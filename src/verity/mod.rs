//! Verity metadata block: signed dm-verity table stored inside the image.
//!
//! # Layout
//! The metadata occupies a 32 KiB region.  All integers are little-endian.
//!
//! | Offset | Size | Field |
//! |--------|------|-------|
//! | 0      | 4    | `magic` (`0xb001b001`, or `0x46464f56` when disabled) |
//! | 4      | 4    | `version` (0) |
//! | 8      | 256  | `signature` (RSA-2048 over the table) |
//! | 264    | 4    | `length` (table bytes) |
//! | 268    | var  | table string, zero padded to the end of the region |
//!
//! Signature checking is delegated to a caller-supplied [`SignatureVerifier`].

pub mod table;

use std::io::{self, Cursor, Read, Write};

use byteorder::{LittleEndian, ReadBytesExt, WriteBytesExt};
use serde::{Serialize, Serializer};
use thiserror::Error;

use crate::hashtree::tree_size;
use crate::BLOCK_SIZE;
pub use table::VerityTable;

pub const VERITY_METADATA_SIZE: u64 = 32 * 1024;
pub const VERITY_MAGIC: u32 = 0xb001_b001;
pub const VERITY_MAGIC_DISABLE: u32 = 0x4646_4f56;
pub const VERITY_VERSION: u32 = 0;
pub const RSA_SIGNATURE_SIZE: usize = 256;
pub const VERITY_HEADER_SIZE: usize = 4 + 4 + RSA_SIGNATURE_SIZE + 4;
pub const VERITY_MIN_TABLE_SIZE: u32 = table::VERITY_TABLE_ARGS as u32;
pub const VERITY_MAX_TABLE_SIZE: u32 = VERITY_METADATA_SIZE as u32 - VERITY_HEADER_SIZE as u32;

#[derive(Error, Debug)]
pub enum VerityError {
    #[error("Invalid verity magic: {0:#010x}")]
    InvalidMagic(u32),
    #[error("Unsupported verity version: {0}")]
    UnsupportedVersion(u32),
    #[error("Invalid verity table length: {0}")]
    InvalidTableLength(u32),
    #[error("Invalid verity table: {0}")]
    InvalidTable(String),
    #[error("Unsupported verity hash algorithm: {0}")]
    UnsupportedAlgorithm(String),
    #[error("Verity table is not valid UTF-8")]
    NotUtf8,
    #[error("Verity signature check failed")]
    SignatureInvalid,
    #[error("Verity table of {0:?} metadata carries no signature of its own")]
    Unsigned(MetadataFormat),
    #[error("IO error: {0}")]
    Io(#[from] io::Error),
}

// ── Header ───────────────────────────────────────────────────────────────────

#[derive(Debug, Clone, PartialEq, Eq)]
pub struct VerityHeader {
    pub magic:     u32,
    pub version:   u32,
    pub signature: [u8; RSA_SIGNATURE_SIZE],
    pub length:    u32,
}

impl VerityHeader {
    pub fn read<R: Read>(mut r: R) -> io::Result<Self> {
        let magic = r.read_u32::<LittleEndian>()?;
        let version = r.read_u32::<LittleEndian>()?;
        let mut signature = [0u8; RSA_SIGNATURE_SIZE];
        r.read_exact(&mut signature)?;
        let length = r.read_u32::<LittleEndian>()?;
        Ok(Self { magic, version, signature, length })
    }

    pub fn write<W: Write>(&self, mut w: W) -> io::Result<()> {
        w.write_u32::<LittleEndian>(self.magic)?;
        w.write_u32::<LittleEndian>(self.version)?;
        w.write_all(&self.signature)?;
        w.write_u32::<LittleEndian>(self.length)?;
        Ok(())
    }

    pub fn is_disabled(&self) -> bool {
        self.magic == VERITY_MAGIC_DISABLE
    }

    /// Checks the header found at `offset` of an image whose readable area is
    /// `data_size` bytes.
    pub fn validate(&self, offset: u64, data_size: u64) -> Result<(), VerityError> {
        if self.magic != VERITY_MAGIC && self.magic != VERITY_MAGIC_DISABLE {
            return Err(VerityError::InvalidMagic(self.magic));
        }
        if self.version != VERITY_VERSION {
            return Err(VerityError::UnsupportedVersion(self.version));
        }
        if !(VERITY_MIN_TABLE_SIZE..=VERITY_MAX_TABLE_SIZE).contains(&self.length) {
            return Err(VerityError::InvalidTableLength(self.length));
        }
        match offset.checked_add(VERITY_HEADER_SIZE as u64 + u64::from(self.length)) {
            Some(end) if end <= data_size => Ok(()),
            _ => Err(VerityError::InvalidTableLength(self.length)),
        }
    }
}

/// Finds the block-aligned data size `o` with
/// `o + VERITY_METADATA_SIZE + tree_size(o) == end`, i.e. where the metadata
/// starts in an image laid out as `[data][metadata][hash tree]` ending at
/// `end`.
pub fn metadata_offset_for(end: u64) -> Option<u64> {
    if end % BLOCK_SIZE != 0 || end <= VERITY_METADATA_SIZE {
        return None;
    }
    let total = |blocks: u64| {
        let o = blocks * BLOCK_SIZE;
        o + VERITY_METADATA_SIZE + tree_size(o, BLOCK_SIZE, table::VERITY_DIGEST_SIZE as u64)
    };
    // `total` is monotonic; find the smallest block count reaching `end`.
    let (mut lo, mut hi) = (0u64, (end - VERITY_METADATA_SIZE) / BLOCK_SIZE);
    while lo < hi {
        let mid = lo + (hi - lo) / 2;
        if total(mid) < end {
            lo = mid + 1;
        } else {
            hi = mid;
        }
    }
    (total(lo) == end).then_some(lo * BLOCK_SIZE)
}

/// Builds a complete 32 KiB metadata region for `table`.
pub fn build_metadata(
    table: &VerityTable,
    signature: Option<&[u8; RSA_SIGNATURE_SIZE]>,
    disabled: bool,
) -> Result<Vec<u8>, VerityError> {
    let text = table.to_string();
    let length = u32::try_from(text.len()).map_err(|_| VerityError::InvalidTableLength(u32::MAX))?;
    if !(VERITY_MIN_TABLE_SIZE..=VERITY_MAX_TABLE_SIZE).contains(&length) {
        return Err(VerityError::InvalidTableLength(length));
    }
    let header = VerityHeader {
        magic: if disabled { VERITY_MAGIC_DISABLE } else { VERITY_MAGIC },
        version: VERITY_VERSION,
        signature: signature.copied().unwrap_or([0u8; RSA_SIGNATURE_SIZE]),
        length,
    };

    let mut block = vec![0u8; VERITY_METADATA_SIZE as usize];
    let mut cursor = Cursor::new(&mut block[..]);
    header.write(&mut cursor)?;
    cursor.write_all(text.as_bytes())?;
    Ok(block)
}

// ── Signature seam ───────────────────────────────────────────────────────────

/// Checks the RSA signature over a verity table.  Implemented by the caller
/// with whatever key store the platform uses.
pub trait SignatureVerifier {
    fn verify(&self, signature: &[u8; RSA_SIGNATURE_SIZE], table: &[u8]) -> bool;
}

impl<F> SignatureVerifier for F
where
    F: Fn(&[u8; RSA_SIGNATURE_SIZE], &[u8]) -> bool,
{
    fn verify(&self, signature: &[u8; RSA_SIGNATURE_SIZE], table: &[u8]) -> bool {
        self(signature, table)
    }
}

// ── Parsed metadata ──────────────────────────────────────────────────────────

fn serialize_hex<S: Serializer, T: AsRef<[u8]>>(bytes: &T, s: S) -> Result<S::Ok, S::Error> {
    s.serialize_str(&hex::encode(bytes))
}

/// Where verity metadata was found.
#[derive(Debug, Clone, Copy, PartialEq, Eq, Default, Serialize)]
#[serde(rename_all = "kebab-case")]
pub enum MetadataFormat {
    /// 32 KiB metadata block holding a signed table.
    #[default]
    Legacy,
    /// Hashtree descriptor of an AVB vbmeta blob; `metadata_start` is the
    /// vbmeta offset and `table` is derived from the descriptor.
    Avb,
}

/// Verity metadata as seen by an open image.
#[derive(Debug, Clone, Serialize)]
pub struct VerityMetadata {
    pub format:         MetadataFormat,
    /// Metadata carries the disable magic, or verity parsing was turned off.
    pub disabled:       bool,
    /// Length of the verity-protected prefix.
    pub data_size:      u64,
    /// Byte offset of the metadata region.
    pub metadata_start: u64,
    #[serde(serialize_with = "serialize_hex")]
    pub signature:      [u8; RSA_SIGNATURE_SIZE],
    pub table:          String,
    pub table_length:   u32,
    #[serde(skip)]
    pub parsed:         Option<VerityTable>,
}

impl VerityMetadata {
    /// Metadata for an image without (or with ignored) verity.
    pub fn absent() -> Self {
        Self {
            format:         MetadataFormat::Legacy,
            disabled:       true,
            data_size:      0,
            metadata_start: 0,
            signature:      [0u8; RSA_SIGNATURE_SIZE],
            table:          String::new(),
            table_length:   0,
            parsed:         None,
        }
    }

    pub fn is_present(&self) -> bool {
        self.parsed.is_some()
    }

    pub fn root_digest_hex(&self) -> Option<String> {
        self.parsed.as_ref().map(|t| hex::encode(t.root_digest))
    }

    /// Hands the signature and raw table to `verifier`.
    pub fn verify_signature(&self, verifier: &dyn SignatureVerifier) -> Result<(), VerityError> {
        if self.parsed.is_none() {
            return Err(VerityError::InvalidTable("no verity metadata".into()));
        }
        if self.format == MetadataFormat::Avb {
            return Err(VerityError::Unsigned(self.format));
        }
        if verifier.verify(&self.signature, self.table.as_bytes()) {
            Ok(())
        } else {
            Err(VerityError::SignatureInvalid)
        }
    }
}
· · · ·
Find the lines of the material that contain the word "contains" and report only how many there are.

2